If you only learn one thing about marketing, this is it

Updated: May 19, 2023

Once upon a time I was responsible for communications for the part of the BT Group business that dealt with their most high value customers. While there were occasional media activities, most of the marketing was direct to client. Their excellent marketing director, Darrell Purviance (later of Sony) described it as ‘fruit baskets’ - "and your job is to know what fruit they like" - but it was really just fundamental principles: know your customer really well, address their needs specifically, use levers they’re known to respond to.
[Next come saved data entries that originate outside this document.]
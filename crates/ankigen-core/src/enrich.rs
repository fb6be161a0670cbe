//! Turns a raw word pair into a fully populated flashcard.
//!
//! The pipeline:
//! 1. Looks the English text up verbatim. Single words that miss are retried
//!    once with their main word; phrases are never retried.
//! 2. For single words with dictionary data, takes part of speech and
//!    definition from the first entry, picks UK/US pronunciations across all
//!    entries, downloads the audio and looks up an image.
//! 3. Otherwise keeps only the sheet's part of speech.
//!
//! Lookup and download failures never fail the card; they are reported
//! through the progress sink and leave the field empty. Only cancellation is
//! returned as an error.

use std::time::Duration;

use chrono::Utc;
use futures_util::future::BoxFuture;
use thiserror::Error;
use tokio_util::sync::CancellationToken;

use crate::batch::CardEnricher;
use crate::dictionary::{DictionaryClient, DictionaryEntry, DictionarySource};
use crate::image::{ImageClient, ImageSource};
use crate::media::{MediaCache, MediaError, MediaStore};
use crate::model::{Flashcard, RawFlashcard};
use crate::words::{StopWords, is_phrase};
use crate::{Cancelled, Config, LookupError, MediaKind, ProgressEvent, ProgressFn, silent_progress};

const UK_AUDIO_MARKER: &str = "-uk.mp3";
const US_AUDIO_MARKER: &str = "-us.mp3";

#[derive(Error, Debug)]
pub enum EnrichError {
    #[error(transparent)]
    Cancelled(#[from] Cancelled),
    #[error("failed to enrich '{english}': {reason}")]
    Failed { english: String, reason: String },
}

/// Audio URLs and transcriptions found for each region.
#[derive(Debug, Clone, Default, PartialEq, Eq)]
pub struct Pronunciations {
    pub uk_audio: Option<String>,
    pub us_audio: Option<String>,
    pub uk_ipa: Option<String>,
    pub us_ipa: Option<String>,
}

impl Pronunciations {
    /// Scan every phonetic of every entry in order. The first audio URL
    /// containing `-uk.mp3` fixes the UK audio and transcription, likewise
    /// `-us.mp3` for US.
    pub fn from_entries(entries: &[DictionaryEntry]) -> Self {
        let mut found = Self::default();
        for phonetic in entries.iter().flat_map(|e| &e.phonetics) {
            if found.uk_audio.is_some() && found.us_audio.is_some() {
                break;
            }
            let Some(audio) = phonetic.audio_url() else {
                continue;
            };
            let ipa = phonetic.transcription().map(str::to_string);
            if audio.contains(UK_AUDIO_MARKER) {
                if found.uk_audio.is_none() {
                    found.uk_audio = Some(audio.to_string());
                    found.uk_ipa = ipa;
                }
            } else if audio.contains(US_AUDIO_MARKER) && found.us_audio.is_none() {
                found.us_audio = Some(audio.to_string());
                found.us_ipa = ipa;
            }
        }
        found
    }

    /// UK transcription, or the US one when no UK transcription exists.
    pub fn ipa_uk(&self) -> String {
        self.uk_ipa
            .as_ref()
            .or(self.us_ipa.as_ref())
            .cloned()
            .unwrap_or_default()
    }

    /// US transcription, or the UK one when no US transcription exists.
    pub fn ipa_us(&self) -> String {
        self.us_ipa
            .as_ref()
            .or(self.uk_ipa.as_ref())
            .cloned()
            .unwrap_or_default()
    }
}

/// Part of speech and definition of the first entry's first meaning.
pub fn primary_sense(entries: &[DictionaryEntry]) -> Option<(String, String)> {
    let meaning = entries.first()?.meanings.first()?;
    let definition = meaning
        .definitions
        .first()
        .map(|d| d.definition.clone())
        .unwrap_or_default();
    Some((meaning.part_of_speech.clone(), definition))
}

/// Composes a dictionary, an image source and a media store.
pub struct Enricher {
    dictionary: Box<dyn DictionarySource>,
    images: Box<dyn ImageSource>,
    media: Box<dyn MediaStore>,
    stopwords: StopWords,
    progress: ProgressFn,
}

impl Enricher {
    pub fn new(
        dictionary: Box<dyn DictionarySource>,
        images: Box<dyn ImageSource>,
        media: Box<dyn MediaStore>,
    ) -> Self {
        Self {
            dictionary,
            images,
            media,
            stopwords: StopWords::default(),
            progress: silent_progress(),
        }
    }

    /// Build the HTTP-backed pipeline described by `config`.
    pub fn from_config(config: &Config, client: reqwest::Client) -> Self {
        let retry = config.retry_policy();
        let api_timeout = Duration::from_secs(config.api_timeout_secs);

        let dictionary = DictionaryClient::new(client.clone())
            .with_base_url(config.dictionary_base_url.clone())
            .with_timeout(api_timeout)
            .with_retry(retry);
        let images = ImageClient::new(
            client.clone(),
            config.unsplash_key.clone().unwrap_or_default(),
        )
        .with_base_url(config.image_base_url.clone())
        .with_timeout(api_timeout)
        .with_retry(retry);
        let media = MediaCache::new(client, config.media_dir.clone())
            .with_timeout(Duration::from_secs(config.download_timeout_secs))
            .with_retry(retry);

        Self::new(Box::new(dictionary), Box::new(images), Box::new(media))
            .with_stopwords(config.stopwords())
    }

    pub fn with_stopwords(mut self, stopwords: StopWords) -> Self {
        self.stopwords = stopwords;
        self
    }

    pub fn with_progress(mut self, progress: ProgressFn) -> Self {
        self.progress = progress;
        self
    }

    fn emit(&self, event: ProgressEvent) {
        (self.progress)(event);
    }

    /// Enrich `raw` as card number `id`.
    ///
    /// Only returns an error when `cancel` fires mid-way; the partially built
    /// card is dropped in that case.
    pub async fn enrich(
        &self,
        raw: &RawFlashcard,
        id: usize,
        cancel: &CancellationToken,
    ) -> Result<Flashcard, EnrichError> {
        let english = raw.english.as_str();
        let phrase = is_phrase(english);
        let entries = self.lookup_entries(english, phrase, cancel).await?;

        let mut card = Flashcard::bare(id, raw);
        match entries {
            Some(entries) if !phrase => {
                self.apply_dictionary(&mut card, &entries, cancel).await?;
            }
            _ => card.reset_to_sheet_data(raw),
        }

        card.updated_at = Utc::now();
        Ok(card)
    }

    async fn lookup_entries(
        &self,
        english: &str,
        phrase: bool,
        cancel: &CancellationToken,
    ) -> Result<Option<Vec<DictionaryEntry>>, Cancelled> {
        let err = match self.dictionary.lookup(english, cancel).await {
            Ok(entries) => return Ok(Some(entries)),
            Err(LookupError::Cancelled(c)) => return Err(c),
            Err(err) => err,
        };
        self.emit(ProgressEvent::DictionaryMiss {
            word: english.to_string(),
            error: err.to_string(),
        });

        if phrase {
            return Ok(None);
        }
        let main_word = self.stopwords.main_word(english);
        if main_word == english {
            return Ok(None);
        }

        self.emit(ProgressEvent::MainWordRetry {
            english: english.to_string(),
            main_word: main_word.clone(),
        });
        match self.dictionary.lookup(&main_word, cancel).await {
            Ok(entries) => Ok(Some(entries)),
            Err(LookupError::Cancelled(c)) => Err(c),
            Err(err) => {
                self.emit(ProgressEvent::DictionaryMiss {
                    word: main_word,
                    error: err.to_string(),
                });
                Ok(None)
            }
        }
    }

    async fn apply_dictionary(
        &self,
        card: &mut Flashcard,
        entries: &[DictionaryEntry],
        cancel: &CancellationToken,
    ) -> Result<(), Cancelled> {
        if let Some((part_of_speech, definition)) = primary_sense(entries) {
            card.part_of_speech = part_of_speech;
            card.definition = definition;
        }

        let pron = Pronunciations::from_entries(entries);
        card.ipa_uk = pron.ipa_uk();
        card.ipa_us = pron.ipa_us();

        let id = card.id;
        let english = card.english.clone();
        if let Some(url) = &pron.uk_audio {
            let name = format!("{}_{}_uk.mp3", id, english);
            card.audio_uk = self
                .download(url, &name, &english, MediaKind::AudioUk, cancel)
                .await?;
        }
        if let Some(url) = &pron.us_audio {
            let name = format!("{}_{}_us.mp3", id, english);
            card.audio_us = self
                .download(url, &name, &english, MediaKind::AudioUs, cancel)
                .await?;
        }

        let query = self.stopwords.image_query(&english);
        match self.images.search(&query, cancel).await {
            Ok(url) => {
                let name = format!("{}_{}.jpg", id, english);
                card.image_path = self
                    .download(&url, &name, &english, MediaKind::Image, cancel)
                    .await?;
            }
            Err(LookupError::Cancelled(c)) => return Err(c),
            Err(err) => self.emit(ProgressEvent::MediaUnavailable {
                english,
                kind: MediaKind::Image,
                error: err.to_string(),
            }),
        }
        Ok(())
    }

    /// Local filename of the downloaded media, or empty on failure.
    async fn download(
        &self,
        url: &str,
        filename: &str,
        english: &str,
        kind: MediaKind,
        cancel: &CancellationToken,
    ) -> Result<String, Cancelled> {
        match self.media.fetch(url, filename, cancel).await {
            Ok(name) => Ok(name),
            Err(MediaError::Cancelled(c)) => Err(c),
            Err(err) => {
                self.emit(ProgressEvent::MediaUnavailable {
                    english: english.to_string(),
                    kind,
                    error: err.to_string(),
                });
                Ok(String::new())
            }
        }
    }
}

impl CardEnricher for Enricher {
    fn enrich_card<'a>(
        &'a self,
        raw: &'a RawFlashcard,
        id: usize,
        cancel: &'a CancellationToken,
    ) -> BoxFuture<'a, Result<Flashcard, EnrichError>> {
        Box::pin(self.enrich(raw, id, cancel))
    }
}

impl std::fmt::Debug for Enricher {
    fn fmt(&self, f: &mut std::fmt::Formatter<'_>) -> std::fmt::Result {
        f.debug_struct("Enricher")
            .field("stopwords", &self.stopwords.len())
            .finish_non_exhaustive()
    }
}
While occasionally I’ve had roles where going direct was actively discouraged – usually by protective sales organisations – over time I’ve managed to distil most of what I do to the basic tenet: always go as directly to the audience as you can.

VIP events, letters from the CEO, content marketing – all to named individuals, delivered with meaningful personalisation. One of the most effective marketing actions I've ever taken was an email to 12 people, that just looked like it had been sent to more. Every message in it was crafted just for them.

What is the purpose of a trade show? That for the space of a 30-60 minute pre-booked meeting your contact is utterly immersed in the brand messages and cues you control. If there's walk-in traffic that's gravy.

When you do use multipoint then always have considered segmentation for your messages.

Getting close to your customers is the most fundamental expression of being a market-oriented company – and what CMO doesn’t want to be in one of those? It helps you understand how to position the product you’ve got, develop the product you don’t have, and extract the maximum value from your customer relationships – on both sides.